*WHAT TO DO:* Determine how many lines in the entries below include the word "buffer", and reply with that number alone.

[Collected data]
━━━━

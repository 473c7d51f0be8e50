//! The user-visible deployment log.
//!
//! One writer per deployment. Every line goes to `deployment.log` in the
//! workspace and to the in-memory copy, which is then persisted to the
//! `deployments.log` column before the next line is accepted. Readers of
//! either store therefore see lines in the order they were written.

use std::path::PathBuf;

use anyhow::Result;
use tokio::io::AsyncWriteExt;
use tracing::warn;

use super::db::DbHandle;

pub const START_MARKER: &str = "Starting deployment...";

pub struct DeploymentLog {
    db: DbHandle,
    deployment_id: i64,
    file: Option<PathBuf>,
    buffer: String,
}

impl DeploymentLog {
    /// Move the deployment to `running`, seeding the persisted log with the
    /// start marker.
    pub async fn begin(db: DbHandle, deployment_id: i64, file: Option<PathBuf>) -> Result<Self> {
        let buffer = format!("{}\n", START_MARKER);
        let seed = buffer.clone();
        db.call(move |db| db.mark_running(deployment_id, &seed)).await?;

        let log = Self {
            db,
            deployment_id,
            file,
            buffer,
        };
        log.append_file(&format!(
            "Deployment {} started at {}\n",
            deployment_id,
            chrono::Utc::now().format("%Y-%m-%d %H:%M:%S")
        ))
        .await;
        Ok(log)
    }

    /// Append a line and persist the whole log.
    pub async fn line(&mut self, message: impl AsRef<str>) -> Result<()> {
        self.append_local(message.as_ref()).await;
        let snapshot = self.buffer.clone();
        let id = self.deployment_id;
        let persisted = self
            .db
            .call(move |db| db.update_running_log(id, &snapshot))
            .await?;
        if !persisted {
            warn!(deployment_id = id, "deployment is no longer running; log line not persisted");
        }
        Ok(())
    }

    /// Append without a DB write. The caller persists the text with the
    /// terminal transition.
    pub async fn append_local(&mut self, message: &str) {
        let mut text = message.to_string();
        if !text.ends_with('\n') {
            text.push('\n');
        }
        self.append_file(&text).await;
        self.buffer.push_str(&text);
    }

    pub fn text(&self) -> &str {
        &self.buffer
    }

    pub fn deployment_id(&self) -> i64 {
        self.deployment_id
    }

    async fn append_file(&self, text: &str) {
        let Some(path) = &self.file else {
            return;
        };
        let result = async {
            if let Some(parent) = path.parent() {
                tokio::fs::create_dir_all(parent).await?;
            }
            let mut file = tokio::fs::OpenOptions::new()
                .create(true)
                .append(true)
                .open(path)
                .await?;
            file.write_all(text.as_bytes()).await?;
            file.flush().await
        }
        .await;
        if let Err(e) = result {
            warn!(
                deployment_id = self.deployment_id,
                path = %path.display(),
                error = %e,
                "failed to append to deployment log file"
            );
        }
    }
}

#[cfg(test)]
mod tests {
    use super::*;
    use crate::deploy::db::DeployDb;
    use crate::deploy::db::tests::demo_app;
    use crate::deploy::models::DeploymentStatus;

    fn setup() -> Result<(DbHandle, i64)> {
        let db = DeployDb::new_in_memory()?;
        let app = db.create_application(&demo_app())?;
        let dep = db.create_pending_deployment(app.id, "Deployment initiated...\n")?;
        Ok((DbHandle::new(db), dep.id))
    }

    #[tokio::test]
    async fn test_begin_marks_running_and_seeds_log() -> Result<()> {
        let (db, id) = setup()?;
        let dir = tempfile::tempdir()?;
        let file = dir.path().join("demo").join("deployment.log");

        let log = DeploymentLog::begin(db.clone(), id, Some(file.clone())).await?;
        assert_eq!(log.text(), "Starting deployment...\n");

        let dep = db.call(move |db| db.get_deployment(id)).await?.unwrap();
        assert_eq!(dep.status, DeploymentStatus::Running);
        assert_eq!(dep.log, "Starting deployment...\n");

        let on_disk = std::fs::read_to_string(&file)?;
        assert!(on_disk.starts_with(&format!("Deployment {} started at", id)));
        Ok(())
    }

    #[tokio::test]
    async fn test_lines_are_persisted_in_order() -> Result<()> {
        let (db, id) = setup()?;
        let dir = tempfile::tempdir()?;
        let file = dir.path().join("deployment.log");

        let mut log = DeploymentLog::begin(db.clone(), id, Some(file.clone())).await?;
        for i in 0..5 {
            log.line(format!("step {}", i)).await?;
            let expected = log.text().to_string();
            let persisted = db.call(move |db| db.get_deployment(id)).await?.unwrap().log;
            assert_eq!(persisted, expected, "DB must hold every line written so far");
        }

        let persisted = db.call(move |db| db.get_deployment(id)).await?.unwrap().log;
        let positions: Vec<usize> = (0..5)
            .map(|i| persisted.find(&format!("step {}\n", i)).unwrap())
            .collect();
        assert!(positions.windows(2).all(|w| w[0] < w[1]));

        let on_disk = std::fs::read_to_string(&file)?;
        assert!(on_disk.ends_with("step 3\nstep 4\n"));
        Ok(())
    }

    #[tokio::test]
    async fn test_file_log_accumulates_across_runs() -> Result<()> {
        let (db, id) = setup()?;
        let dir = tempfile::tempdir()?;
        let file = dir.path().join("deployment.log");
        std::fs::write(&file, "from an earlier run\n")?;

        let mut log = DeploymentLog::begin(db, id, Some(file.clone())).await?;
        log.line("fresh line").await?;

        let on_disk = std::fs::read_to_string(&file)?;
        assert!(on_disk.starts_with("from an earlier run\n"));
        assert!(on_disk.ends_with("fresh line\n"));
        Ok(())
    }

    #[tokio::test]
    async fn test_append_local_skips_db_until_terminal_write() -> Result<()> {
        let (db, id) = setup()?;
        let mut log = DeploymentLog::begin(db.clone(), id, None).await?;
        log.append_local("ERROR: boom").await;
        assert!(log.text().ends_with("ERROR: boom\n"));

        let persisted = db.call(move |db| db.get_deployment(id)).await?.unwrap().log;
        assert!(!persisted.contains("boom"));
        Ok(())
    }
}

━━━━

*EXERCISE RESPONSE:* 7